• _Exercise objective_: Look through the data below and return each line where "UpstreamManager" appears.
+ + + + + + +
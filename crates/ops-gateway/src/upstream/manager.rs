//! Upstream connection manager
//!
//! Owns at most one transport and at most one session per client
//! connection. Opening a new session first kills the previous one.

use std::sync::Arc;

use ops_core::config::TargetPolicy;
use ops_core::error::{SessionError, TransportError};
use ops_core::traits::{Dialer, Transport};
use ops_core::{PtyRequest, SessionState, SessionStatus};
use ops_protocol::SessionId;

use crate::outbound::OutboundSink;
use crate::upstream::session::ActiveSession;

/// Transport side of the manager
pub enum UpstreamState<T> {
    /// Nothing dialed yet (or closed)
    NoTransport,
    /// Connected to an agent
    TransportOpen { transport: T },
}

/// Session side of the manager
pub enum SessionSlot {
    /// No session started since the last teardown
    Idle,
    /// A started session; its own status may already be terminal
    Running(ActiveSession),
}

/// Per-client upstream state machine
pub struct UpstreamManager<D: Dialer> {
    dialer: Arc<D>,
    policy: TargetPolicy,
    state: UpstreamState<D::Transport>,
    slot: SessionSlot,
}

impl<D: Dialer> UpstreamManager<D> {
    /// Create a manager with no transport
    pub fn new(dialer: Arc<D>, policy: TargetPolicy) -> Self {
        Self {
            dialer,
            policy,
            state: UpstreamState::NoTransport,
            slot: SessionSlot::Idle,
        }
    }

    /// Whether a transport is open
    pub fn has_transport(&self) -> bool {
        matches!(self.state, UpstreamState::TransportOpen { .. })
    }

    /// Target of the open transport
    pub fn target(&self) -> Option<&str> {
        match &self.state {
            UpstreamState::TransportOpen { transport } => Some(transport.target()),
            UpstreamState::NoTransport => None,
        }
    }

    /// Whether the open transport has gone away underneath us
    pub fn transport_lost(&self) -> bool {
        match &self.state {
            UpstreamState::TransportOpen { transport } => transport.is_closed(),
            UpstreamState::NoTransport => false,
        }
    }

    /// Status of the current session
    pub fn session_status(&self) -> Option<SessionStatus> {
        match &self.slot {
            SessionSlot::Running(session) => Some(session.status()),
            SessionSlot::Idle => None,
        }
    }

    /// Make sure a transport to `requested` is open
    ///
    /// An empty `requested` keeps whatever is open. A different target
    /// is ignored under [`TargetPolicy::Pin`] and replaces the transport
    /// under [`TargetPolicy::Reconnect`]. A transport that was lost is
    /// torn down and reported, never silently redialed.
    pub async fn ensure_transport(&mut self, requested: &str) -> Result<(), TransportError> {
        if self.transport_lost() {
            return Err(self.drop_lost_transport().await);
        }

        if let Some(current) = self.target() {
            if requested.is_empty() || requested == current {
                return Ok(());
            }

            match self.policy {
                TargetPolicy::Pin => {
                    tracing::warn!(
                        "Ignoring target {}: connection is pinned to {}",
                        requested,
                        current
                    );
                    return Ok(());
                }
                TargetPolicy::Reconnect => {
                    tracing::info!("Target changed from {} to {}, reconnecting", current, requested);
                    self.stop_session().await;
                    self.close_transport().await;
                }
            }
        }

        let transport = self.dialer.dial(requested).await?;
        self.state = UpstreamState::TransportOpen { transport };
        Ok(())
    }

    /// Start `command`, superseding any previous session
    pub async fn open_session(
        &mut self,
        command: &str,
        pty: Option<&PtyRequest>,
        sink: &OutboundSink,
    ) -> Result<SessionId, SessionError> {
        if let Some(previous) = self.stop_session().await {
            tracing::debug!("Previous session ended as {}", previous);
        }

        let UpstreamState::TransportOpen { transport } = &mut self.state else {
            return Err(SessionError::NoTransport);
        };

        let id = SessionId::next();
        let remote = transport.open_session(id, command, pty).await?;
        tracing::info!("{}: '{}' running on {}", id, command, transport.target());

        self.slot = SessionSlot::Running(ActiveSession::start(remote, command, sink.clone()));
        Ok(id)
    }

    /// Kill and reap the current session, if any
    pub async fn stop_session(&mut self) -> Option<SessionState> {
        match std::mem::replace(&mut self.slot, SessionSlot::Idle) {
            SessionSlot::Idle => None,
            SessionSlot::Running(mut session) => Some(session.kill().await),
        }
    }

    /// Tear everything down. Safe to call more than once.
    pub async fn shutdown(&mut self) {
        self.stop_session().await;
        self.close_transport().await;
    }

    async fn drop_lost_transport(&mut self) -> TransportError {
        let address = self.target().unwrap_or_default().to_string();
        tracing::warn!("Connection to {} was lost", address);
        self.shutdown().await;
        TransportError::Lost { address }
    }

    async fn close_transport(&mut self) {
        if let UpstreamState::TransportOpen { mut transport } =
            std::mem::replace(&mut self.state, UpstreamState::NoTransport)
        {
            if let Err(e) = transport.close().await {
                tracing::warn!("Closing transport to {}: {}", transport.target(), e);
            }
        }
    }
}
+ + + + + + +
• _Task response_:
pub struct UpstreamManager<D: Dialer> {
impl<D: Dialer> UpstreamManager<D> {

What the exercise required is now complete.